May 3/Knoxville, Tenn./Right Vision News -- One way of losing weight is to cut down on intake of fructose, a type of sugar quickly synthesised into body fat, according to a study.
Elizabeth Parks, associate professor of clinical nutrition at the University of Tennessee and co-author of the study, said her team's findings suggest that the right type of carbohydrates in one's diet may be just as important in weight control as number of calories.
"Our study shows for the first time the surprising speed with which humans make body fat from fructose," Parks said. Fructose, glucose and sucrose, which is a mixture of fructose and glucose, are all forms of sugar but are metabolized differently.
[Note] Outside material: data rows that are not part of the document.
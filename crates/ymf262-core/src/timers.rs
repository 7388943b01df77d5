//! Chip-wide oscillators: tremolo, vibrato and the envelope clock.

use crate::envelope::EnvelopeClock;
use crate::phase::Vibrato;

/// Tremolo triangle length in steps.
const TREMOLO_STEPS: u8 = 210;

/// Envelope timer width (36 bits).
const EG_TIMER_MASK: u64 = 0xf_ffff_ffff;

/// Global timers advanced once per native sample.
#[derive(Clone, Debug)]
pub struct GlobalTimers {
    timer: u16,
    tremolo: u8,
    tremolo_pos: u8,
    tremolo_shift: u8,
    vibrato_pos: u8,
    vibrato_shift: u8,
    eg_timer: u64,
    eg_timer_carry: bool,
    eg_state: bool,
    eg_add: u8,
    eg_timer_lo: u8,
}

impl GlobalTimers {
    /// Power-on state (shallow tremolo and vibrato).
    pub fn new() -> Self {
        Self {
            timer: 0,
            tremolo: 0,
            tremolo_pos: 0,
            tremolo_shift: 4,
            vibrato_pos: 0,
            vibrato_shift: 1,
            eg_timer: 0,
            eg_timer_carry: false,
            eg_state: false,
            eg_add: 0,
            eg_timer_lo: 0,
        }
    }

    /// Apply the depth bits of register 0xBD.
    pub fn set_depth(&mut self, deep_tremolo: bool, deep_vibrato: bool) {
        self.tremolo_shift = if deep_tremolo { 2 } else { 4 };
        self.vibrato_shift = if deep_vibrato { 0 } else { 1 };
    }

    /// Current tremolo attenuation.
    #[inline]
    pub fn tremolo(&self) -> u8 {
        self.tremolo
    }

    /// Current vibrato step.
    #[inline]
    pub fn vibrato(&self) -> Vibrato {
        Vibrato {
            position: self.vibrato_pos,
            shift: self.vibrato_shift,
        }
    }

    /// Envelope clock for the current sample.
    #[inline]
    pub fn envelope_clock(&self) -> EnvelopeClock {
        EnvelopeClock {
            add: self.eg_add,
            timer_lo: self.eg_timer_lo,
            state: self.eg_state,
        }
    }

    /// Raw 36-bit envelope timer.
    #[inline]
    pub fn eg_timer(&self) -> u64 {
        self.eg_timer
    }

    /// Advance one native sample.
    pub fn tick(&mut self) {
        if self.timer & 0x3f == 0x3f {
            self.tremolo_pos = (self.tremolo_pos + 1) % TREMOLO_STEPS;
        }
        self.tremolo = if self.tremolo_pos < TREMOLO_STEPS / 2 {
            self.tremolo_pos >> self.tremolo_shift
        } else {
            (TREMOLO_STEPS - self.tremolo_pos) >> self.tremolo_shift
        };

        if self.timer & 0x3ff == 0x3ff {
            self.vibrato_pos = (self.vibrato_pos + 1) & 0x07;
        }
        self.timer = self.timer.wrapping_add(1);

        if self.eg_state {
            let shift = self.eg_timer.trailing_zeros().min(13) as u8;
            self.eg_add = if shift > 12 { 0 } else { shift + 1 };
            self.eg_timer_lo = (self.eg_timer & 0x03) as u8;
        }

        if self.eg_timer_carry || self.eg_state {
            if self.eg_timer == EG_TIMER_MASK {
                self.eg_timer = 0;
                self.eg_timer_carry = true;
            } else {
                self.eg_timer += 1;
                self.eg_timer_carry = false;
            }
        }

        self.eg_state = !self.eg_state;
    }
}

impl Default for GlobalTimers {
    fn default() -> Self {
        Self::new()
    }
}

#[cfg(test)]
mod tests {
    use super::*;

    #[test]
    fn test_envelope_timer_advances_every_other_sample() {
        let mut timers = GlobalTimers::new();
        for _ in 0..10 {
            timers.tick();
        }
        assert_eq!(timers.eg_timer(), 5);
    }

    #[test]
    fn test_eg_add_from_lowest_set_bit() {
        let mut timers = GlobalTimers::new();
        // eg_add is sampled on odd ticks from the timer value at that point
        timers.tick();
        timers.tick();
        assert_eq!(timers.envelope_clock().add, 0, "timer 0 has no set bit");
        timers.tick();
        timers.tick();
        assert_eq!(timers.envelope_clock().add, 1, "timer 1");
        timers.tick();
        timers.tick();
        assert_eq!(timers.envelope_clock().add, 2, "timer 2");
    }

    #[test]
    fn test_tremolo_triangle_peak() {
        let mut timers = GlobalTimers::new();
        timers.set_depth(true, false);
        let mut peak = 0;
        for _ in 0..(64 * 210) {
            timers.tick();
            peak = peak.max(timers.tremolo());
        }
        assert_eq!(peak, 105 >> 2);
        assert_eq!(timers.tremolo(), 0, "full cycle returns to zero");
    }

    #[test]
    fn test_vibrato_position_wraps() {
        let mut timers = GlobalTimers::new();
        for _ in 0..(1024 * 8) {
            timers.tick();
        }
        assert_eq!(timers.vibrato().position, 0);
        timers.set_depth(false, true);
        assert_eq!(timers.vibrato().shift, 0);
    }
}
"All three can be made into triglycerides, a form of body fat; however, once you start the process of fat synthesis from fructose, it's hard to slow it down," she said.
She explained the process: In humans, triglycerides are predominantly formed in the liver, which acts like a traffic cop to coordinate the use of dietary sugars. It is the liver's job, when it encounters glucose, to decide whether the body needs to store the glucose as glycogen, burn it for energy or turn the glucose into triglycerides. When there's a lot of glucose to process, it is put aside to process later.
Fructose, on the other hand, enters this metabolic pathway downstream, bypassing the traffic cop and flooding the metabolic pathway.
"It's a less-controlled movement of fructose through these pathways that causes it to contribute to greater triglyceride synthesis," Parks said. "The bottom line of this study is that fructose very quickly gets made into fat in the body."